Redução de tributos: governo sanciona lei que barateia combustíveis
O governo federal sancionou a Lei Complementar nº 235, de 27 de agosto de 2026, que estabelece regras para a redução de tributos sobre combustíveis em todo o país. A medida permite diminuir alíquotas de impostos federais incidentes sobre a importação, produção e comercialização de gasolina, diesel, etanol e gás de cozinha. O texto foi publicado no Diário Oficial da União nesta sexta-feira (28).

O que muda com a redução de tributos sobre combustíveis
A nova legislação autoriza o Poder Executivo a reduzir as alíquotas de PIS/Cofins e Cide incidentes sobre os combustíveis. O objetivo principal é amenizar os efeitos da alta do petróleo no mercado internacional, que se agravou com o conflito no Oriente Médio. A medida vale para gasolina, diesel, querosene de aviação, gás liquefeito de petróleo (GLP) e etanol.
Além disso, a lei prevê que a eventual redução de tributos seja compensada por receitas extraordinárias obtidas pela União com a valorização do barril de petróleo. Dessa forma, o governo busca equilibrar as contas públicas sem abrir mão da arrecadação em momentos de alta nos preços internacionais.
Para o consumidor maranhense, a expectativa é de alívio nos postos de combustíveis. O Maranhão, por sua localização e logística de distribuição, costuma registrar preços mais elevados que a média nacional. A redução de tributos federais pode representar uma queda significativa no valor final pago pelo consumidor.
Impacto direto no bolso do maranhense
Em São Luís, o preço médio da gasolina comum girava em torno de R$ 6,30 por litro nas últimas semanas. Com a redução dos tributos federais, a expectativa é de que o valor caia entre R$ 0,30 e R$ 0,50 por litro, dependendo da parcela de impostos federais que for reduzida. O diesel, amplamente utilizado no transporte de cargas e no sistema de transporte público, também pode sofrer redução proporcional.
O gás de cozinha (GLP), item essencial para milhões de famílias maranhenses, também está incluído na medida. O botijão de 13 kg pode ficar mais barato nas próximas semanas, caso o governo efetive a redução das alíquotas. Vale lembrar que o ICMS, tributo estadual, não é afetado por esta lei. A redução se limita aos impostos federais.
Especialistas apontam que a medida é bem-vinda, mas alertam que o efeito sobre a inflação depende da rapidez com que a redução chega ao consumidor final.

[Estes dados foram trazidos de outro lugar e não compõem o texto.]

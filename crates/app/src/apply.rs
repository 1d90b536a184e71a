use anyhow::{Context, Result};

use warpwrap_config::Config;
use warpwrap_core::{EditorHost, NoticeLevel, Selection, TextEdit};
use warpwrap_session::{Session, UndoRecord};
use warpwrap_wrap::{transform, WrapRequest};

use crate::notices;

/// Wrap `targets` with one request as a single edit and make it undoable.
///
/// Every replacement is computed before the host is asked to change
/// anything. Returns the number of replaced ranges.
pub(crate) fn apply_wrap<H: EditorHost + ?Sized>(
    host: &mut H,
    session: &mut Session,
    targets: &[Selection],
    request: &WrapRequest,
    template: Option<&str>,
) -> Result<usize> {
    let mut edits: Vec<TextEdit> = Vec::with_capacity(targets.len());
    let mut prior_texts = Vec::with_capacity(targets.len());

    for selection in targets {
        let text = host.text_in(selection)?;
        let line_idx = selection.start().line;
        let line = host
            .line_text(line_idx)
            .with_context(|| format!("Line {} out of range", line_idx + 1))?;

        let wrapped = transform(&text, &line, request, template);
        warpwrap_logger::debug(format!("{:?} wrap at {}", wrapped.kind, selection));

        edits.push(TextEdit::new(*selection, wrapped.text));
        prior_texts.push(text);
    }

    let ranges = host.apply_edits(&edits)?;
    let wrapped_texts = edits.iter().map(|edit| edit.text.clone()).collect();
    session.record_wrap(UndoRecord::new(ranges, wrapped_texts, prior_texts)?);
    Ok(edits.len())
}

/// Post-edit steps shared by every wrap path
pub(crate) fn finish_wrap<H: EditorHost + ?Sized>(host: &mut H, config: &Config, tag: &str) {
    if config.auto_format {
        if let Err(e) = host.format_document() {
            warpwrap_logger::warn(format!("Format after wrap failed: {:#}", e));
        }
    }
    warpwrap_logger::info(format!("Wrapped selection(s) with <{}>", tag));
    host.notify(NoticeLevel::Info, &notices::wrapped(tag));
}
//! Logging infrastructure for warpwrap.
//!
//! A small process-wide logger that appends timestamped lines to a file.
//! Until [`init`] is called every logging function is a no-op, so library
//! code and tests can log without setting anything up.

use chrono::Local;
use std::fs::{self, OpenOptions};
use std::io::Write as IoWrite;
use std::path::{Path, PathBuf};
use std::sync::{Mutex, OnceLock};

/// Log level
#[derive(Debug, Clone, Copy, PartialEq, Eq, PartialOrd, Ord)]
pub enum LogLevel {
    Debug,
    Info,
    Warn,
    Error,
}

impl LogLevel {
    /// Convert log level to string
    pub fn to_str(self) -> &'static str {
        match self {
            LogLevel::Debug => "DEBUG",
            LogLevel::Info => "INFO",
            LogLevel::Warn => "WARN",
            LogLevel::Error => "ERROR",
        }
    }
}

impl std::str::FromStr for LogLevel {
    type Err = String;

    fn from_str(s: &str) -> Result<Self, Self::Err> {
        match s.to_lowercase().as_str() {
            "debug" => Ok(LogLevel::Debug),
            "info" => Ok(LogLevel::Info),
            "warn" | "warning" => Ok(LogLevel::Warn),
            "error" => Ok(LogLevel::Error),
            _ => Err(format!("Unknown log level: {}", s)),
        }
    }
}

#[derive(Debug)]
struct Logger {
    min_level: LogLevel,
    file_path: PathBuf,
}

impl Logger {
    fn new(file_path: PathBuf, min_level: LogLevel) -> Self {
        if let Some(parent) = file_path.parent() {
            let _ = fs::create_dir_all(parent);
        }

        // Each run starts a fresh log file
        if let Ok(mut file) = OpenOptions::new()
            .write(true)
            .create(true)
            .truncate(true)
            .open(&file_path)
        {
            let _ = writeln!(file, "=== warpwrap log start ===");
        }

        Self {
            min_level,
            file_path,
        }
    }

    fn add_entry(&self, level: LogLevel, message: &str) {
        if level < self.min_level {
            return;
        }

        let timestamp = Local::now().format("%H:%M:%S");

        // Write to file (create if deleted)
        if let Ok(mut file) = OpenOptions::new()
            .append(true)
            .create(true)
            .open(&self.file_path)
        {
            let _ = writeln!(file, "[{}] {}: {}", timestamp, level.to_str(), message);
        }
    }
}

static LOGGER: OnceLock<Mutex<Logger>> = OnceLock::new();

fn log(level: LogLevel, message: String) {
    if let Some(logger) = LOGGER.get() {
        if let Ok(logger) = logger.lock() {
            logger.add_entry(level, &message);
        }
    }
}

/// Initialize the global logger
///
/// Subsequent calls are ignored.
///
/// # Arguments
///
/// * `file_path` - Path to the log file
/// * `min_level` - Minimum log level to record (Debug, Info, Warn, Error)
pub fn init(file_path: PathBuf, min_level: LogLevel) {
    LOGGER.get_or_init(|| Mutex::new(Logger::new(file_path, min_level)));
}

/// Log a debug message
pub fn debug(message: impl Into<String>) {
    log(LogLevel::Debug, message.into());
}

/// Log an informational message
pub fn info(message: impl Into<String>) {
    log(LogLevel::Info, message.into());
}

/// Log a warning message
pub fn warn(message: impl Into<String>) {
    log(LogLevel::Warn, message.into());
}

/// Log an error message
pub fn error(message: impl Into<String>) {
    log(LogLevel::Error, message.into());
}

/// Default log file name inside `dir`
pub fn default_file_in(dir: &Path) -> PathBuf {
    dir.join("warpwrap.log")
}

#[cfg(test)]
mod tests {
    use super::*;
    use std::str::FromStr;

    #[test]
    fn test_level_from_str() {
        assert_eq!(LogLevel::from_str("DEBUG").unwrap(), LogLevel::Debug);
        assert_eq!(LogLevel::from_str("warning").unwrap(), LogLevel::Warn);
        assert!(LogLevel::from_str("loud").is_err());
    }

    #[test]
    fn test_logger_filters_by_level() {
        let dir = tempfile::tempdir().unwrap();
        let path = default_file_in(dir.path());
        let logger = Logger::new(path.clone(), LogLevel::Info);

        logger.add_entry(LogLevel::Debug, "hidden");
        logger.add_entry(LogLevel::Info, "first");
        logger.add_entry(LogLevel::Error, "second");

        let contents = fs::read_to_string(&path).unwrap();
        assert!(contents.starts_with("=== warpwrap log start ==="));
        assert!(contents.contains("INFO: first"));
        assert!(contents.contains("ERROR: second"));
        assert!(!contents.contains("hidden"));
    }

    #[test]
    fn test_new_logger_truncates_previous_run() {
        let dir = tempfile::tempdir().unwrap();
        let path = default_file_in(dir.path());
        Logger::new(path.clone(), LogLevel::Debug).add_entry(LogLevel::Info, "old run");

        Logger::new(path.clone(), LogLevel::Debug);

        assert!(!fs::read_to_string(&path).unwrap().contains("old run"));
    }

    #[test]
    fn test_logging_before_init_is_noop() {
        // Must not panic when nothing called init()
        info("nobody listens");
        error("still nobody");
    }
}
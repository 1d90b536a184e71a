use crate::WrapRequest;

/// Extra indent of the body line in a fresh wrap
pub const BODY_INDENT: &str = "    ";

/// A tag that spans a whole selection: `<tag attributes>body</tag>`.
#[derive(Debug, Clone, Copy, PartialEq, Eq)]
pub struct ExistingWrapper<'a> {
    pub tag: &'a str,
    /// Raw text between the tag name and `>`, leading space included
    pub attributes: &'a str,
    pub body: &'a str,
}

/// Which path a selection took.
#[derive(Debug, Clone, Copy, PartialEq, Eq)]
pub enum WrapKind {
    /// Selection was wrapped in a new indented block
    Fresh,
    /// Existing outer tag was rewritten
    Rewrap,
}

/// Replacement text for one selection.
#[derive(Debug, Clone, PartialEq, Eq)]
pub struct Wrapped {
    pub kind: WrapKind,
    pub text: String,
}

fn is_tag_name_byte(b: u8) -> bool {
    b.is_ascii_alphanumeric() || b == b'-'
}

fn is_line_break(c: char) -> bool {
    matches!(c, '\n' | '\r' | '\u{2028}' | '\u{2029}')
}

/// Whether `name` can be used as a tag name (`[a-zA-Z0-9-]+`)
pub fn is_valid_tag_name(name: &str) -> bool {
    !name.is_empty() && name.bytes().all(is_tag_name_byte)
}

/// Match the whole of `text` as `<name attrs>body</name>`.
///
/// `attrs` runs up to the first `>` and may not contain a line break; `body`
/// is everything up to the closing tag, which has to end the text. When the
/// full opening name does not close the text, shorter prefixes of it are
/// tried, longest first. Same-name tags nested in the body are not
/// balanced: the last closing tag wins.
pub fn detect_wrapper(text: &str) -> Option<ExistingWrapper<'_>> {
    let rest = text.strip_prefix('<')?;
    let name_len = rest.bytes().take_while(|b| is_tag_name_byte(*b)).count();

    for len in (1..=name_len).rev() {
        let tag = &rest[..len];
        let closing = format!("</{}>", tag);
        if !text.ends_with(&closing) {
            continue;
        }

        let region_start = 1 + len;
        let Some(region_end) = text.len().checked_sub(closing.len()) else {
            continue;
        };
        if region_start > region_end {
            continue;
        }

        let region = &text[region_start..region_end];
        for (idx, c) in region.char_indices() {
            if is_line_break(c) {
                break;
            }
            if c == '>' {
                return Some(ExistingWrapper {
                    tag,
                    attributes: &region[..idx],
                    body: &region[idx + 1..],
                });
            }
        }
    }

    None
}

/// Leading whitespace of a line
pub fn leading_indent(line: &str) -> &str {
    let end = line
        .char_indices()
        .find(|(_, c)| !c.is_whitespace())
        .map(|(idx, _)| idx)
        .unwrap_or(line.len());
    &line[..end]
}

/// Wrap text in a new block:
///
/// ```text
/// {indent}<tag attrs>
/// {indent}    trimmed text
/// {indent}</tag>
/// ```
pub fn wrap_fresh(text: &str, indent: &str, tag: &str, attributes: &str) -> String {
    format!(
        "{indent}<{tag}{attributes}>\n{indent}{BODY_INDENT}{}\n{indent}</{tag}>",
        text.trim()
    )
}

/// Render a user template for a fresh wrap.
///
/// Substitutes `{indent}`, `{tag}`, `{attributes}` and `{content}` (the
/// trimmed text) in one pass, so braces inside the substituted values are
/// left alone. Unknown placeholders are kept verbatim.
pub fn render_template(
    template: &str,
    text: &str,
    indent: &str,
    tag: &str,
    attributes: &str,
) -> String {
    let mut out = String::with_capacity(template.len() + text.len());
    let mut rest = template;

    while let Some(open) = rest.find('{') {
        out.push_str(&rest[..open]);
        let after = &rest[open..];
        let Some(close) = after.find('}') else {
            break;
        };

        match &after[1..close] {
            "indent" => out.push_str(indent),
            "tag" => out.push_str(tag),
            "attributes" => out.push_str(attributes),
            "content" => out.push_str(text.trim()),
            _ => out.push_str(&after[..=close]),
        }
        rest = &after[close + 1..];
    }
    // Either no braces are left or an unclosed one starts the tail
    if let Some(open) = rest.find('{') {
        out.push_str(&rest[open..]);
    } else {
        out.push_str(rest);
    }
    out
}

/// Replace the tag and attributes of an existing wrapper, keeping its body.
pub fn rewrap(wrapper: &ExistingWrapper<'_>, tag: &str, attributes: &str) -> String {
    format!("<{tag}{attributes}>{}</{tag}>", wrapper.body)
}

/// Transform one selection.
///
/// `line` is the full text of the line the selection starts on; its leading
/// whitespace indents a fresh wrap. `template` replaces the built-in fresh
/// layout when given.
pub fn transform(
    text: &str,
    line: &str,
    request: &WrapRequest,
    template: Option<&str>,
) -> Wrapped {
    let attributes = request.attribute_string();

    if let Some(existing) = detect_wrapper(text) {
        return Wrapped {
            kind: WrapKind::Rewrap,
            text: rewrap(&existing, &request.tag, &attributes),
        };
    }

    let indent = leading_indent(line);
    let text = match template {
        Some(template) => render_template(template, text, indent, &request.tag, &attributes),
        None => wrap_fresh(text, indent, &request.tag, &attributes),
    };
    Wrapped {
        kind: WrapKind::Fresh,
        text,
    }
}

Setores como transporte, logística e agricultura, que dependem intensamente de diesel, podem sentir o impacto positivo primeiro.
Outras medidas incluídas na Lei Complementar 235
A nova lei não se limita à redução de tributos sobre combustíveis. O texto também cria condições para benefícios tributários voltados à Política Nacional de Minerais Críticos e Estratégicos e ao Programa de Desenvolvimento da Indústria de Fertilizantes. Esses setores são considerados estratégicos para a soberania nacional e para a redução da dependência externa do país.
Outro ponto relevante é a previsão de tratamento tributário especial para iniciativas ligadas à realização da Copa do Mundo Feminina de 2027, que o Brasil sediará. Empresas envolvidas na organização do evento poderão ter benefícios fiscais, o que pode impulsionar investimentos em infraestrutura e turismo.
Contexto internacional e política energética
A sanção da lei ocorre em um momento de tensão nos mercados internacionais de energia. O conflito no Oriente Médio elevou o preço do barril de petróleo, que ultrapassou a barreira dos US$ 90 nas últimas semanas. Países importadores de petróleo, como o Brasil, sentem os efeitos no preço final dos combustíveis.
Internamente, o governo aposta na diversificação da matriz energética e no fortalecimento da produção nacional de petróleo e gás como soluções de longo prazo. Enquanto isso, a Lei Complementar 235 funciona como um paliativo para evitar que a alta dos combustíveis pressione ainda mais a inflação e o custo de vida da população.
O Brasil também mantém acordos petroleiros internacionais que ajudam a equilibrar a oferta interna. A Venezuela, por exemplo, confirmou recentemente um acordo com os EUA que envolve reservas bilionárias de petróleo, o que pode influenciar o mercado regional.
O que esperar dos preços nos próximos meses
A efetivação da redução de tributos depende de regulamentação do Poder Executivo, que definirá quais alíquotas serão reduzidas e por quanto tempo. A lei não estabelece prazo determinado para a vigência dos benefícios, mas condiciona a redução à existência de receitas extraordinárias que possam compensar a perda de arrecadação.
Para os motoristas maranhenses, a recomendação é acompanhar os próximos decretos presidenciais e as atualizações nas tabelas de preços dos postos. Caso a redução seja integralmente repassada, a economia mensal pode chegar a dezenas de reais por veículo.